Exercise objective -> For each line below that holds "parsed", return the line as it stands.

____________

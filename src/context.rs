use std::sync::Arc;

use crate::config::AppConfig;
use crate::history::HistoryStore;

#[derive(Clone)]
pub struct AppContext {
    pub config: Arc<AppConfig>,
    pub history: Arc<HistoryStore>,
}

impl AppContext {
    pub fn new(config: AppConfig) -> Self {
        let history = HistoryStore::new(&config.history_path, config.history_limit);
        Self {
            config: Arc::new(config),
            history: Arc::new(history),
        }
    }
}
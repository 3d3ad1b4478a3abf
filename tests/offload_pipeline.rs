//! End-to-end tests for the offload pipeline: copy to one or two
//! destinations, read the manifests back, verify, corrupt and re-verify.

use std::collections::BTreeMap;
use std::path::{Path, PathBuf};

use tandem::core::hasher::hash_file;
use tandem::core::manifest::{Manifest, is_manifest_file, read_manifest};
use tandem::core::{
    OffloadOptions, OffloadProgress, OffloadRequest, OffloadResult, Outcome, VerifyOptions,
    VerifyResult, generate_manifest, offload, verify,
};
use tandem::core::copy::CopyOptions;
use tandem::Error;
use tempfile::tempdir;
use tokio::sync::mpsc;
use tokio_util::sync::CancellationToken;

const MIB: usize = 1024 * 1024;

/// Helper to create test files with specific content
fn create_file(path: &Path, content: &[u8]) {
    if let Some(parent) = path.parent() {
        std::fs::create_dir_all(parent).unwrap();
    }
    std::fs::write(path, content).unwrap();
}

/// Deterministic, file-specific filler so no two files hash alike
fn pattern(seed: usize, len: usize) -> Vec<u8> {
    (0..len).map(|i| ((i * 31 + seed * 7) % 251) as u8).collect()
}

fn options(max_concurrent: usize) -> OffloadOptions {
    OffloadOptions {
        max_concurrent,
        copy: CopyOptions {
            buffer_size: 64 * 1024,
            sync_files: false,
        },
        ..Default::default()
    }
}

fn manifests_in(dir: &Path) -> Vec<PathBuf> {
    std::fs::read_dir(dir)
        .unwrap()
        .map(|e| e.unwrap().path())
        .filter(|p| is_manifest_file(p))
        .collect()
}

fn triples(manifest: &Manifest) -> BTreeMap<String, (u64, String)> {
    manifest
        .entries()
        .map(|e| (e.relative_path.clone(), (e.size, e.hash.clone())))
        .collect()
}

/// Helper to run an offload and collect progress updates
async fn run_offload(
    req: &OffloadRequest,
    options: &OffloadOptions,
) -> (tandem::Result<OffloadResult>, Vec<OffloadProgress>) {
    let (tx, mut rx) = mpsc::channel(100);

    let handle = tokio::spawn({
        let req = req.clone();
        let options = options.clone();
        async move { offload(&req, &options, tx, CancellationToken::new()).await }
    });

    let mut updates = Vec::new();
    while let Some(update) = rx.recv().await {
        updates.push(update);
    }

    (handle.await.unwrap(), updates)
}

async fn run_verify(target: &Path) -> tandem::Result<VerifyResult> {
    let (tx, mut rx) = mpsc::channel(100);
    let drain = tokio::spawn(async move { while rx.recv().await.is_some() {} });
    let result = verify(
        target,
        &VerifyOptions::default(),
        tx,
        CancellationToken::new(),
    )
    .await;
    drain.await.unwrap();
    result
}

#[tokio::test]
async fn test_offload_verify_corrupt_scenario() {
    let temp = tempdir().unwrap();
    let source = temp.path().join("source");
    let dest_a = temp.path().join("destA");

    // 10 files, 50 MiB in total
    for i in 0..10 {
        let dir = if i % 2 == 0 { "A001" } else { "A002" };
        create_file(
            &source.join(format!("CLIPS/{}/C{:04}.mov", dir, i)),
            &pattern(i, 5 * MIB),
        );
    }

    let req = OffloadRequest::new(&source, &dest_a, Some(PathBuf::new()));
    let (result, updates) = run_offload(&req, &options(4)).await;
    let result = result.unwrap();

    assert!(result.success, "{:?}", result.error_message);
    assert_eq!(result.total_files, 10);
    assert_eq!(result.files_processed, 10);
    assert_eq!(result.bytes_copied, 52_428_800);
    assert!(result.error_message.is_none());
    assert_eq!(updates.len(), 10);

    let manifests = manifests_in(&dest_a);
    assert_eq!(manifests.len(), 1);
    assert_eq!(Some(manifests[0].as_path()), result.manifest_path("A"));

    let manifest = read_manifest(&manifests[0]).unwrap();
    assert_eq!(manifest.len(), 10);
    for entry in manifest.entries() {
        let copied = dest_a.join(&entry.relative_path);
        assert_eq!(hash_file(&copied, MIB, None).unwrap(), entry.hash);
        assert_eq!(std::fs::metadata(&copied).unwrap().len(), entry.size);
    }

    let verified = run_verify(&dest_a).await.unwrap();
    assert!(verified.success);
    assert_eq!(verified.files_verified, 10);
    assert_eq!(verified.mismatch_count, 0);

    let victim = "CLIPS/A002/C0003.mov";
    let file = std::fs::OpenOptions::new()
        .write(true)
        .open(dest_a.join(victim))
        .unwrap();
    file.set_len(5 * MIB as u64 - 1).unwrap();
    drop(file);

    let verified = run_verify(&dest_a).await.unwrap();
    assert!(!verified.success);
    assert_eq!(verified.files_verified, 9);
    assert_eq!(verified.mismatch_count, 1);
    let reported: Vec<_> = verified
        .mismatched_files
        .iter()
        .map(|m| m.to_string())
        .collect();
    assert_eq!(reported, [format!("{} (hash mismatch)", victim)]);
}

#[tokio::test]
async fn test_single_byte_change_flags_only_that_file() {
    let temp = tempdir().unwrap();
    let source = temp.path().join("card");
    let dest = temp.path().join("raid");

    for i in 0..6 {
        create_file(&source.join(format!("T{:02}.wav", i)), &pattern(i, 20_000));
    }

    let req = OffloadRequest::new(&source, &dest, None);
    let (result, _) = run_offload(&req, &options(2)).await;
    assert!(result.unwrap().success);

    let path = dest.join("T04.wav");
    let mut bytes = std::fs::read(&path).unwrap();
    bytes[12_345] ^= 0x01;
    std::fs::write(&path, bytes).unwrap();

    let verified = run_verify(&dest).await.unwrap();
    assert_eq!(verified.files_verified, 5);
    assert_eq!(verified.mismatch_count, 1);
    assert_eq!(verified.mismatched_files[0].relative_path, "T04.wav");
}

#[tokio::test]
async fn test_two_destinations_get_identical_manifests() {
    let temp = tempdir().unwrap();
    let source = temp.path().join("card");
    let dest_a = temp.path().join("raid");
    let dest_b = temp.path().join("shuttle");

    for i in 0..8 {
        create_file(&source.join(format!("DCIM/100/IMG_{:04}.CR3", i)), &pattern(i, 30_000 + i));
    }
    std::fs::create_dir_all(source.join("MISC/EMPTY")).unwrap();

    let req = OffloadRequest::new(&source, &dest_a, Some(dest_b.clone()));
    let (result, updates) = run_offload(&req, &options(3)).await;
    let result = result.unwrap();

    assert!(result.success);
    assert_eq!(result.files_processed, 8);
    assert_eq!(updates.len(), 16);
    assert!(dest_b.join("MISC/EMPTY").is_dir());

    let a = read_manifest(result.manifest_path("A").unwrap()).unwrap();
    let b = read_manifest(result.manifest_path("B").unwrap()).unwrap();
    assert_eq!(triples(&a), triples(&b));
    assert_eq!(a.len(), 8);

    for target in [&dest_a, &dest_b] {
        let verified = run_verify(target).await.unwrap();
        assert!(verified.success);
        assert_eq!(verified.files_verified, 8);
    }
}

#[tokio::test]
async fn test_empty_destination_b_is_skipped() {
    let temp = tempdir().unwrap();
    let source = temp.path().join("card");
    let dest = temp.path().join("raid");
    create_file(&source.join("A001.mov"), b"frames");

    let req = OffloadRequest::new(&source, &dest, Some(PathBuf::new()));
    let (result, _) = run_offload(&req, &options(4)).await;
    let result = result.unwrap();

    assert!(result.success);
    assert_eq!(result.destinations.len(), 1);
    assert!(result.manifest_path("B").is_none());
    assert_eq!(result.failures().count(), 0);
}

#[tokio::test]
async fn test_bounded_pool_processes_every_file() {
    for workers in [1, 3] {
        let temp = tempdir().unwrap();
        let source = temp.path().join("card");
        let dest = temp.path().join("raid");

        let mut expected_bytes = 0u64;
        for i in 0..25 {
            let content = pattern(i, 1000 + i * 97);
            expected_bytes += content.len() as u64;
            create_file(&source.join(format!("clip_{:02}.mov", i)), &content);
        }

        let req = OffloadRequest::new(&source, &dest, None);
        let (result, updates) = run_offload(&req, &options(workers)).await;
        let result = result.unwrap();

        assert!(result.success);
        assert_eq!(result.files_processed, 25);
        assert_eq!(result.bytes_copied, expected_bytes);

        let last = updates.iter().max_by_key(|u| u.files_processed).unwrap();
        assert_eq!(last.files_processed, 25);
        assert_eq!(last.bytes_copied, expected_bytes);
    }
}

#[tokio::test]
async fn test_cancel_mid_offload() {
    let temp = tempdir().unwrap();
    let source = temp.path().join("card");
    let dest = temp.path().join("raid");

    for i in 0..20 {
        create_file(&source.join(format!("C{:03}.mov", i)), &pattern(i, MIB));
    }

    let cancel = CancellationToken::new();
    let (tx, mut rx) = mpsc::channel(100);
    let handle = tokio::spawn({
        let req = OffloadRequest::new(&source, &dest, None);
        let cancel = cancel.clone();
        async move { offload(&req, &options(1), tx, cancel).await }
    });

    let mut updates = 0;
    while rx.recv().await.is_some() {
        updates += 1;
        cancel.cancel();
    }

    let result = handle.await.unwrap().unwrap();
    assert_eq!(result.outcome, Outcome::Cancelled);
    assert!(!result.success);
    assert!(result.error_message.is_some());
    assert!(result.files_processed < 20);
    assert!(updates < 20);
    assert!(manifests_in(&dest).is_empty());
}

#[tokio::test]
async fn test_generate_manifest_is_idempotent() {
    let temp = tempdir().unwrap();
    let dir = temp.path().join("raid");
    for i in 0..5 {
        create_file(&dir.join(format!("sub{}/f{}.bin", i % 2, i)), &pattern(i, 4096 * i + 1));
    }

    let first = temp.path().join("first.mhl");
    let second = temp.path().join("second.mhl");
    let opts = options(2);

    let (_, a) = generate_manifest(&dir, Some(&first), &opts, CancellationToken::new())
        .await
        .unwrap();
    let (_, b) = generate_manifest(&dir, Some(&second), &opts, CancellationToken::new())
        .await
        .unwrap();

    assert_eq!(a.len(), 5);
    assert_eq!(triples(&a), triples(&b));
    assert_eq!(
        triples(&read_manifest(&first).unwrap()),
        triples(&read_manifest(&second).unwrap())
    );
}

#[tokio::test]
async fn test_fail_fast_errors() {
    let temp = tempdir().unwrap();

    let req = OffloadRequest::new(temp.path().join("no_card"), temp.path().join("raid"), None);
    let (result, updates) = run_offload(&req, &options(4)).await;
    assert!(matches!(result, Err(Error::NotFound { .. })));
    assert!(updates.is_empty());

    let empty = temp.path().join("empty");
    std::fs::create_dir_all(&empty).unwrap();
    assert!(matches!(
        run_verify(&empty).await,
        Err(Error::NotFound { what: "Manifest", .. })
    ));
    assert!(matches!(
        run_verify(Path::new("")).await,
        Err(Error::Configuration(_))
    ));
}

#[tokio::test]
async fn test_manifest_files_on_the_card_are_verified() {
    let temp = tempdir().unwrap();
    let source = temp.path().join("card");
    let dest = temp.path().join("raid");
    create_file(&source.join("A001.mov"), &pattern(1, 10_000));
    create_file(
        &source.join("SOUND/day1.mhl"),
        b"<hashlist version=\"1.1\"></hashlist>",
    );

    let req = OffloadRequest::new(&source, &dest, None);
    let (result, _) = run_offload(&req, &options(2)).await;
    let result = result.unwrap();
    assert!(result.success);

    let manifest = read_manifest(result.manifest_path("A").unwrap()).unwrap();
    assert!(manifest.get("SOUND/day1.mhl").is_some());
    assert_eq!(run_verify(&dest).await.unwrap().files_verified, 2);

    std::fs::write(dest.join("SOUND/day1.mhl"), b"CORRUPTED").unwrap();

    let verified = run_verify(&dest).await.unwrap();
    assert!(!verified.success);
    assert_eq!(verified.files_verified, 1);
    assert_eq!(verified.mismatch_count, 1);
    assert_eq!(verified.mismatched_files[0].relative_path, "SOUND/day1.mhl");
}

#[cfg(unix)]
#[tokio::test]
async fn test_colon_in_file_name_verifies() {
    let temp = tempdir().unwrap();
    let source = temp.path().join("card");
    let dest = temp.path().join("raid");
    create_file(&source.join("1:2.wav"), &pattern(2, 4_000));
    create_file(&source.join("SOUND/take:1.wav"), &pattern(3, 4_000));

    let req = OffloadRequest::new(&source, &dest, None);
    let (result, _) = run_offload(&req, &options(2)).await;
    assert!(result.unwrap().success);

    let verified = run_verify(&dest).await.unwrap();
    assert!(verified.success, "{:?}", verified.error_message);
    assert_eq!(verified.files_verified, 2);
}
//! Audit log of past offloads, kept as one pretty-printed JSON array.
//!
//! The whole document is rewritten on every append. Reads never fail: a
//! missing or corrupt file is logged and treated as an empty history, so
//! history problems cannot block a copy or a verify.

use std::path::{Path, PathBuf};

use chrono::{DateTime, Utc};
use serde::{Deserialize, Serialize};
use tokio::sync::Mutex;
use tracing::{debug, info, warn};

use crate::core::models::OffloadResult;
use crate::error::{Error, Result};

pub const DEFAULT_HISTORY_LIMIT: usize = 100;

#[derive(Debug, Clone, PartialEq, Serialize, Deserialize)]
pub struct HistoryEntry {
    pub timestamp: DateTime<Utc>,
    pub source_path: PathBuf,
    pub destination_paths: Vec<PathBuf>,
    pub files_count: u64,
    pub total_bytes: u64,
    pub duration_ms: u64,
    pub manifest_paths: Vec<PathBuf>,
    pub success: bool,
    #[serde(default, skip_serializing_if = "Option::is_none")]
    pub error_message: Option<String>,
}

impl HistoryEntry {
    pub fn from_result(source: &Path, result: &OffloadResult) -> Self {
        Self {
            timestamp: Utc::now(),
            source_path: source.to_path_buf(),
            destination_paths: result.destinations.iter().map(|d| d.root.clone()).collect(),
            files_count: result.files_processed,
            total_bytes: result.bytes_copied,
            duration_ms: result.duration.as_millis() as u64,
            manifest_paths: result.manifest_paths(),
            success: result.success,
            error_message: result.error_message.clone(),
        }
    }
}

pub struct HistoryStore {
    path: PathBuf,
    limit: usize,
    lock: Mutex<()>,
}

impl HistoryStore {
    pub fn new(path: impl Into<PathBuf>, limit: usize) -> Self {
        Self {
            path: path.into(),
            limit: limit.max(1),
            lock: Mutex::new(()),
        }
    }

    pub fn path(&self) -> &Path {
        &self.path
    }

    /// Entries, most recent first.
    pub async fn list(&self) -> Vec<HistoryEntry> {
        let _guard = self.lock.lock().await;
        self.load().await
    }

    /// Prepend `entry` and drop anything beyond the retention limit.
    ///
    /// A successful entry never carries an error message and a failed one
    /// always does; inconsistent entries are corrected before storing.
    pub async fn append(&self, mut entry: HistoryEntry) -> Result<()> {
        match (entry.success, entry.error_message.is_some()) {
            (true, true) => {
                warn!(error = ?entry.error_message, "Dropping error message from successful history entry");
                entry.error_message = None;
            }
            (false, false) => entry.error_message = Some("Offload failed".to_string()),
            _ => {}
        }

        let _guard = self.lock.lock().await;

        let mut entries = self.load().await;
        entries.insert(0, entry);
        entries.truncate(self.limit);

        self.store(&entries).await?;
        debug!(entries = entries.len(), path = %self.path.display(), "History updated");
        Ok(())
    }

    pub async fn clear(&self) -> Result<()> {
        let _guard = self.lock.lock().await;
        self.store(&[]).await?;
        info!(path = %self.path.display(), "History cleared");
        Ok(())
    }

    async fn load(&self) -> Vec<HistoryEntry> {
        let bytes = match tokio::fs::read(&self.path).await {
            Ok(bytes) => bytes,
            Err(e) if e.kind() == std::io::ErrorKind::NotFound => return Vec::new(),
            Err(e) => {
                warn!(path = %self.path.display(), error = %e, "Failed to read history, treating as empty");
                return Vec::new();
            }
        };

        match serde_json::from_slice::<Vec<HistoryEntry>>(&bytes) {
            Ok(entries) => entries,
            Err(e) => {
                warn!(path = %self.path.display(), error = %e, "History file is corrupt, treating as empty");
                Vec::new()
            }
        }
    }

    /// Write to a sibling temp file, then rename over the real one.
    async fn store(&self, entries: &[HistoryEntry]) -> Result<()> {
        if let Some(parent) = self.path.parent() {
            tokio::fs::create_dir_all(parent)
                .await
                .map_err(|e| Error::io("Failed to create history directory", parent, e))?;
        }

        let json = serde_json::to_vec_pretty(entries)
            .map_err(|e| Error::io("Failed to serialize history for", &self.path, e.into()))?;

        let tmp = self.path.with_extension("json.tmp");
        tokio::fs::write(&tmp, json)
            .await
            .map_err(|e| Error::io("Failed to write", &tmp, e))?;
        tokio::fs::rename(&tmp, &self.path)
            .await
            .map_err(|e| Error::io("Failed to replace", &self.path, e))?;
        Ok(())
    }
}

#[cfg(test)]
mod tests {
    use super::*;
    use std::sync::Arc;
    use tempfile::tempdir;

    fn entry(files_count: u64) -> HistoryEntry {
        HistoryEntry {
            timestamp: Utc::now(),
            source_path: PathBuf::from("/media/card"),
            destination_paths: vec![PathBuf::from("/mnt/raid")],
            files_count,
            total_bytes: files_count * 1024,
            duration_ms: 1500,
            manifest_paths: vec![PathBuf::from("/mnt/raid/tandem_20240301_091500.mhl")],
            success: true,
            error_message: None,
        }
    }

    #[tokio::test]
    async fn test_missing_file_is_empty() {
        let temp = tempdir().unwrap();
        let store = HistoryStore::new(temp.path().join("history.json"), 100);
        assert!(store.list().await.is_empty());
    }

    #[tokio::test]
    async fn test_append_is_most_recent_first() {
        let temp = tempdir().unwrap();
        let store = HistoryStore::new(temp.path().join("nested/history.json"), 100);

        store.append(entry(1)).await.unwrap();
        store.append(entry(2)).await.unwrap();

        let entries = store.list().await;
        assert_eq!(entries.len(), 2);
        assert_eq!(entries[0].files_count, 2);
        assert_eq!(entries[1].files_count, 1);
    }

    #[tokio::test]
    async fn test_retention_bound() {
        let temp = tempdir().unwrap();
        let store = HistoryStore::new(temp.path().join("history.json"), 5);

        for i in 0..8 {
            store.append(entry(i)).await.unwrap();
        }

        let counts: Vec<_> = store.list().await.iter().map(|e| e.files_count).collect();
        assert_eq!(counts, [7, 6, 5, 4, 3]);
    }

    #[tokio::test]
    async fn test_corrupt_file_is_empty_and_recoverable() {
        let temp = tempdir().unwrap();
        let path = temp.path().join("history.json");
        std::fs::write(&path, b"{ not json").unwrap();

        let store = HistoryStore::new(&path, 100);
        assert!(store.list().await.is_empty());

        store.append(entry(3)).await.unwrap();
        assert_eq!(store.list().await.len(), 1);
    }

    #[tokio::test]
    async fn test_append_keeps_message_consistent_with_success() {
        let temp = tempdir().unwrap();
        let store = HistoryStore::new(temp.path().join("history.json"), 100);

        let mut ok_with_message = entry(1);
        ok_with_message.error_message = Some("stale".into());
        store.append(ok_with_message).await.unwrap();

        let mut failed_without_message = entry(2);
        failed_without_message.success = false;
        store.append(failed_without_message).await.unwrap();

        let entries = store.list().await;
        assert!(!entries[0].success);
        assert_eq!(entries[0].error_message.as_deref(), Some("Offload failed"));
        assert!(entries[1].success);
        assert!(entries[1].error_message.is_none());
    }

    #[tokio::test]
    async fn test_clear() {
        let temp = tempdir().unwrap();
        let store = HistoryStore::new(temp.path().join("history.json"), 100);
        store.append(entry(1)).await.unwrap();

        store.clear().await.unwrap();
        assert!(store.list().await.is_empty());
    }

    #[tokio::test]
    async fn test_document_is_pretty_json_array() {
        let temp = tempdir().unwrap();
        let path = temp.path().join("history.json");
        let store = HistoryStore::new(&path, 100);
        store.append(entry(1)).await.unwrap();

        let text = std::fs::read_to_string(&path).unwrap();
        assert!(text.starts_with('['));
        assert!(text.contains('\n'));
        assert!(!text.contains("error_message"));

        let parsed: serde_json::Value = serde_json::from_str(&text).unwrap();
        assert_eq!(parsed[0]["files_count"], 1);
    }

    #[tokio::test]
    async fn test_concurrent_appends_are_serialized() {
        let temp = tempdir().unwrap();
        let store = Arc::new(HistoryStore::new(temp.path().join("history.json"), 100));

        let handles: Vec<_> = (0..10)
            .map(|i| {
                let store = store.clone();
                tokio::spawn(async move { store.append(entry(i)).await })
            })
            .collect();
        for handle in handles {
            handle.await.unwrap().unwrap();
        }

        assert_eq!(store.list().await.len(), 10);
    }
}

____________

Solution for this task ->
        let parsed: serde_json::Value = serde_json::from_str(&text).unwrap();
        assert_eq!(parsed[0]["files_count"], 1);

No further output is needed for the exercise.